As shown in Figure 1, hot continuous rolling data set theme custom-built system comprises: the ETL(information extraction) module, lasting data layer module and can expand the theme customized module, finish from the data preprocessing process of data acquisition, data parsing, data loading, theme customization.System passes through the original hot continuous rolling of ETL module parses system, and according to the data structure that parses dynamic construction tables of data in lasting data layer module; Real-time image data on the hot-rolled steel production line and historical data can be drawn into ETL module temporary folder; Regularly the aggregation of data of ETL module collection is gone into lasting data layer module every day in the table in the cloud data warehouse; Can expand the theme customized module and be by the data set customization theme of experience storehouse to having built, and be that common data method for digging storehouse provides support by its MapReduce template container, rule of thumb excavate theme for the data set custom analysis that has had by the user.
Wherein, the ETL module has automatic resolution system data structure, makes up cloud data warehouse list structure, and text data three partial functions of timing architecture collection constitute.
The ETL module is according to system's self structure, by resolving hot-rolled steel original system header file, and the structure tree of generation system data, wherein the structure tree node comprises that field name and field explain.For example when the hot-rolled steel system header file (suffix is the file of .h) of C language development is resolved, the structure content that among the header file .h with struct is keyword is taken out, with the structure name as top mode, the structure content is as time node layer, and iteration can be built into the structure tree of system data in this way.
After obtaining structure tree, whole data-structure tree of ETL module recurrence traversal splits node item in the tree, generates the gauge outfit file that is used for making up cloud data warehouse data dictionary file and is used for the storage data.Data dictionary file and gauge outfit file that the ETL module is finished parsing send to lasting data layer module, and lasting data layer module generates data dictionary and tables of data according to these 2 files for the cloud data warehouse.
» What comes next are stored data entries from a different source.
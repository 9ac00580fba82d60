use bytes::Bytes;
use chrono::{DateTime, Local, NaiveTime, TimeDelta};
use tracing::{debug, info};

use crate::absence::{AbsenceWindow, decode_absence, program_absence};
use crate::address::DeviceAddress;
use crate::command::{Command, SwitchState, decode_state};
use crate::config::ProtocolConfig;
use crate::discovery::{self, DeviceFilter};
use crate::error::{Result, WsError};
use crate::frame;
use crate::timer::{
    RepeatMask, TimerSelector, TimerSlot, TimerSlotId, decode_timer_table, local_delta, local_time_of_day,
    program_timer, select,
};
use crate::transport::{Transport, UdpTransport};

/// Controls SWS-A1 style sockets.
///
/// Every operation opens its own UDP endpoint and closes it before
/// returning. The client holds no per-device state, so one client can drive
/// any number of sockets.
pub struct SocketClient<T: Transport = UdpTransport> {
    config: ProtocolConfig,
    transport: T,
    delta: Option<TimeDelta>,
}

impl SocketClient<UdpTransport> {
    /// Client talking to real sockets over UDP
    pub fn new(config: ProtocolConfig) -> Self {
        Self::with_transport(config, UdpTransport)
    }
}

impl Default for SocketClient<UdpTransport> {
    fn default() -> Self {
        Self::new(ProtocolConfig::default())
    }
}

impl<T: Transport> SocketClient<T> {
    pub fn with_transport(config: ProtocolConfig, transport: T) -> Self {
        Self {
            config,
            transport,
            delta: None,
        }
    }

    pub fn config(&self) -> &ProtocolConfig {
        &self.config
    }

    pub fn config_mut(&mut self) -> &mut ProtocolConfig {
        &mut self.config
    }

    pub fn transport(&self) -> &T {
        &self.transport
    }

    /// Override the socket clock offset used for timers.
    ///
    /// `None` restores the default, the local offset to UTC.
    pub fn set_time_delta(&mut self, delta: Option<TimeDelta>) {
        self.delta = delta;
    }

    pub fn with_time_delta(mut self, delta: TimeDelta) -> Self {
        self.delta = Some(delta);
        self
    }

    /// Offset between the socket clock and local time
    pub fn time_delta(&self) -> TimeDelta {
        self.delta.unwrap_or_else(local_delta)
    }

    /// Frame, send and await the reply to one command
    async fn request(&self, device: &DeviceAddress, command: Command) -> Result<Bytes> {
        debug!("{} -> {:?}", device, command);
        let frame = frame::build_frame(&device.mac, &self.config, &command.body())?;
        self.transport.send_and_receive(&self.config, device.ip, &frame).await
    }

    /// Find every socket answering a broadcast search
    pub async fn find_devices(&self) -> Result<Vec<DeviceAddress>> {
        discovery::search(&self.transport, &self.config, &DeviceFilter::any()).await
    }

    /// Find the first socket matching `filter`, if any answers
    pub async fn find_device(&self, filter: DeviceFilter) -> Result<Option<DeviceAddress>> {
        let devices = discovery::search(&self.transport, &self.config, &filter).await?;
        Ok(devices.into_iter().next())
    }

    pub async fn switch(&self, device: &DeviceAddress, state: SwitchState) -> Result<()> {
        info!("Switching {} {}", device, state);
        self.request(device, Command::Switch(state)).await?;
        Ok(())
    }

    pub async fn switch_state(&self, device: &DeviceAddress) -> Result<SwitchState> {
        let payload = self.request(device, Command::GetState).await?;
        decode_state(&payload)
    }

    /// Switch a 433 MHz slave socket through its Wi-Fi master.
    ///
    /// `slave` is the 3-byte code printed on the slave. Never verified
    /// against real hardware.
    pub async fn switch_slave(&self, device: &DeviceAddress, slave: [u8; 3], state: SwitchState) -> Result<()> {
        info!("Switching slave {} of {} {}", hex::encode(slave), device, state);
        self.request(device, Command::SwitchSlave { slave, state }).await?;
        Ok(())
    }

    /// Read all timer slots and keep the ones `selector` asks for
    pub async fn query_timers(&self, device: &DeviceAddress, selector: TimerSelector) -> Result<Vec<TimerSlot>> {
        let payload = self.request(device, Command::TimerQuery).await?;
        let slots = decode_timer_table(&payload, self.time_delta(), local_time_of_day())?;
        Ok(select(slots, selector))
    }

    pub async fn query_timer(&self, device: &DeviceAddress, slot: TimerSlotId) -> Result<TimerSlot> {
        self.query_timers(device, TimerSelector::Slot(slot))
            .await?
            .into_iter()
            .next()
            .ok_or_else(|| WsError::UnexpectedResponse(format!("Timer table has no slot {slot}")))
    }

    /// Slots that are not programmed
    pub async fn free_timer_slots(&self, device: &DeviceAddress) -> Result<Vec<TimerSlotId>> {
        let slots = self.query_timers(device, TimerSelector::Free).await?;
        Ok(slots.into_iter().map(|slot| slot.slot).collect())
    }

    /// Program a timer slot with a local switching time.
    ///
    /// For [`TimerSlotId::Countdown`] `time` is the delay from now and
    /// `active`/`repeat` are ignored.
    pub async fn set_timer(
        &self,
        device: &DeviceAddress,
        slot: TimerSlotId,
        active: bool,
        repeat: RepeatMask,
        time: NaiveTime,
        action: SwitchState,
    ) -> Result<()> {
        info!(
            "Setting timer {} of {}: active={}, repeat={}, time={}, switch={}",
            slot,
            device,
            active,
            repeat,
            time.format("%H:%M"),
            action
        );
        let command = program_timer(slot, active, repeat, time, action, self.time_delta(), local_time_of_day())?;
        self.request(device, command).await?;
        Ok(())
    }

    /// Switch `action` after `duration` (hours and minutes) has passed
    pub async fn set_countdown(&self, device: &DeviceAddress, duration: NaiveTime, action: SwitchState) -> Result<()> {
        self.set_timer(device, TimerSlotId::Countdown, true, RepeatMask::NEVER, duration, action)
            .await
    }

    /// Turn an already programmed regular timer on or off, keeping its schedule.
    pub async fn activate_timer(&self, device: &DeviceAddress, slot: TimerSlotId, active: bool) -> Result<()> {
        if slot.is_countdown() {
            return Err(WsError::InvalidInput(
                "The countdown cannot be activated, set it instead".to_string(),
            ));
        }
        let current = self.query_timer(device, slot).await?;
        let schedule = current
            .schedule
            .ok_or_else(|| WsError::InvalidInput(format!("Timer {slot} is not programmed")))?;
        self.set_timer(device, slot, active, schedule.repeat, schedule.time, schedule.action)
            .await
    }

    pub async fn delete_timer(&self, device: &DeviceAddress, slot: TimerSlotId) -> Result<()> {
        let number = slot.checked_number()?;
        info!("Deleting timer {} of {}", slot, device);
        self.request(device, Command::DeleteTimer { slot: number }).await?;
        Ok(())
    }

    pub async fn query_absence(&self, device: &DeviceAddress) -> Result<AbsenceWindow> {
        let payload = self.request(device, Command::AbsenceQuery).await?;
        decode_absence(&payload)
    }

    /// Program the absence window. Times are local.
    pub async fn set_absence(
        &self,
        device: &DeviceAddress,
        active: bool,
        from: &DateTime<Local>,
        to: &DateTime<Local>,
    ) -> Result<()> {
        let command = program_absence(active, from, to)?;
        info!("Setting absence of {}: active={}, {} - {}", device, active, from, to);
        self.request(device, command).await?;
        Ok(())
    }

    pub async fn delete_absence(&self, device: &DeviceAddress) -> Result<()> {
        info!("Deleting absence window of {}", device);
        self.request(device, Command::DeleteAbsence).await?;
        Ok(())
    }

    /// Check that the socket is reachable
    pub async fn heartbeat(&self, device: &DeviceAddress) -> Result<()> {
        self.request(device, Command::Heartbeat).await?;
        Ok(())
    }
}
The ETL module formats the masterplate file that becomes the structuring template base with the gauge outfit file, conveniently image data is deposited in the cloud data warehouse of lasting data layer; The ETL module regularly is loaded into data with the masterplate file in the structuring template base and resolves template base, and based on template file the text data in production line and the historical data is formatd, in order to the text data of format is drawn in the cloud data warehouse of lasting data layer module.
Lasting data layer module is mainly by forming based on the cloud data warehouse of cloud storage.The cloud data warehouse is used for the data of the former rolling system of structured storage, and its list structure and data dictionary constitute middle generation by the ETL module at resolution system, and it mainly is that the data of regularly merger ETL module parses are in the cloud data warehouse and storage.The cloud data warehouse design framework of native system is on distributed file system (HDFS) Hadoop of Hadoop cloud computing model Distributed File System, it utilizes the multinode distributed nature storage data resource of HDFS, thereby has solved the parallelization of data processing and the dynamic expansion problem of memory capacity simultaneously.In the cloud data warehouse, the tables of data that builds is by the statement operation (being similar to general sql statement) of cloud data warehouse, to format good collection text data from the ETL module directly loads the cloud Data Warehouse table, mapping mode one by one by the position between the data dictionary of tables of data and data item, when service data, service data is come in the position of the position mapping (enum) data by data dictionary, and this is called as " pattern when reading " of data manipulation.The mode of operation that is similar to traditional database is provided for cloud data warehouse user by this pattern, brings bigger facility to their exploitation.Data dictionary in the cloud data warehouse is the main foundation of customization theme.It is the main contact between theme item attribute and the tables of data, and theme item attribute has access to data in the tables of data by data dictionary, thus the statement operation that data are correlated with.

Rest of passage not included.